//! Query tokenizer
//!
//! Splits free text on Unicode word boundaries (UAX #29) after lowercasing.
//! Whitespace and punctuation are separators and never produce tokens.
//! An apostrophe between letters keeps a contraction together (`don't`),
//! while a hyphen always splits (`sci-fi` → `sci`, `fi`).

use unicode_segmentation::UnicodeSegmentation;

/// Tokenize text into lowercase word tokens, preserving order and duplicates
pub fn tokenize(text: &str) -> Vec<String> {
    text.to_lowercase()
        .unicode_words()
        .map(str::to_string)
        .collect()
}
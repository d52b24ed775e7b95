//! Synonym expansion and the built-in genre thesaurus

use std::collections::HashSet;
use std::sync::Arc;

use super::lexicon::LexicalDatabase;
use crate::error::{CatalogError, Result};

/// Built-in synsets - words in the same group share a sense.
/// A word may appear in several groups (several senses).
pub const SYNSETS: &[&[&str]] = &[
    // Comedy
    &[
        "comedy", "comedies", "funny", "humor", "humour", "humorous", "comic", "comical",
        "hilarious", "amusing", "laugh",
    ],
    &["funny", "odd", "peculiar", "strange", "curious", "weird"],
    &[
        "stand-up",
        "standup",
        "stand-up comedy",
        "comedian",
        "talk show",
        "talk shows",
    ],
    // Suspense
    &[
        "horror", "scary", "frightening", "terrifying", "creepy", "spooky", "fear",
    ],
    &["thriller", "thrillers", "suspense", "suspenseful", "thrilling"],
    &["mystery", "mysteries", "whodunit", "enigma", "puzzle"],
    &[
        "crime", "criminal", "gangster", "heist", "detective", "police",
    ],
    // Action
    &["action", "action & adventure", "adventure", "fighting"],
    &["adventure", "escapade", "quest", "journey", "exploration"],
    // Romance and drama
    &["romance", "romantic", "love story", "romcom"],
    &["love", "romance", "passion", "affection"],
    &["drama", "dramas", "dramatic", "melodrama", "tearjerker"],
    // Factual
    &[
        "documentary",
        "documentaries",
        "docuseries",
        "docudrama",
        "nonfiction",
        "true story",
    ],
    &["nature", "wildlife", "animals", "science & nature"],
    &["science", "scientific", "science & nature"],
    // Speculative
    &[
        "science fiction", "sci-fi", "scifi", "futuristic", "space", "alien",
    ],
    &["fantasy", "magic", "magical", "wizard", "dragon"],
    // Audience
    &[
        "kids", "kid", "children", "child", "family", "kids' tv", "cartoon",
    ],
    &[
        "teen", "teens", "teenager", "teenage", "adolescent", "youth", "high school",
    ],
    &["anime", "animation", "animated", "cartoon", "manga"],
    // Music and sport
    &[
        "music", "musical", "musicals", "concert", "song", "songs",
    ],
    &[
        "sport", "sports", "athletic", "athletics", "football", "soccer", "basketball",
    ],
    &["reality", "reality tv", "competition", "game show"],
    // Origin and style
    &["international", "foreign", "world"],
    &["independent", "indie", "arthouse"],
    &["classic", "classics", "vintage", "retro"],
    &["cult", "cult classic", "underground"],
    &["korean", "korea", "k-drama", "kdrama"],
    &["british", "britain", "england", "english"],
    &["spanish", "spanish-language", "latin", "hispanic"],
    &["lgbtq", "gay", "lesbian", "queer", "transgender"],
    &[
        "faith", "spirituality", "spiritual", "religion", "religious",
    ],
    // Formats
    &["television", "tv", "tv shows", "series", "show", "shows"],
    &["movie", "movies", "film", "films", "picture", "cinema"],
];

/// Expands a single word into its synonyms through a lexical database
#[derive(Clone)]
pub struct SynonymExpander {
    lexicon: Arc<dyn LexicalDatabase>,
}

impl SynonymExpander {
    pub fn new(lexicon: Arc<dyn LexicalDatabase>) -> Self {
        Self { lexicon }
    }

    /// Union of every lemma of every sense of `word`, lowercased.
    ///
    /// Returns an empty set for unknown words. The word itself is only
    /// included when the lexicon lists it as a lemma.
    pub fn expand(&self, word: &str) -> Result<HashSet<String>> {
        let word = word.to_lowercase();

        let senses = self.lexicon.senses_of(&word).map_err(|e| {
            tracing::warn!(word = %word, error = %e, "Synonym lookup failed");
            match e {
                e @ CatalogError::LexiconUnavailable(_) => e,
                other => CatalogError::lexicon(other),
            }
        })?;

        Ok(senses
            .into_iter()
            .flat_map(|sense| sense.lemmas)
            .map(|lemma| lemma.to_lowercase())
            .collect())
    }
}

#####

Show all lines from the data above in which the word "cartoon" appears.

### [Response to this task]
        "kids", "kid", "children", "child", "family", "kids' tv", "cartoon",
    &["anime", "animation", "animated", "cartoon", "manga"],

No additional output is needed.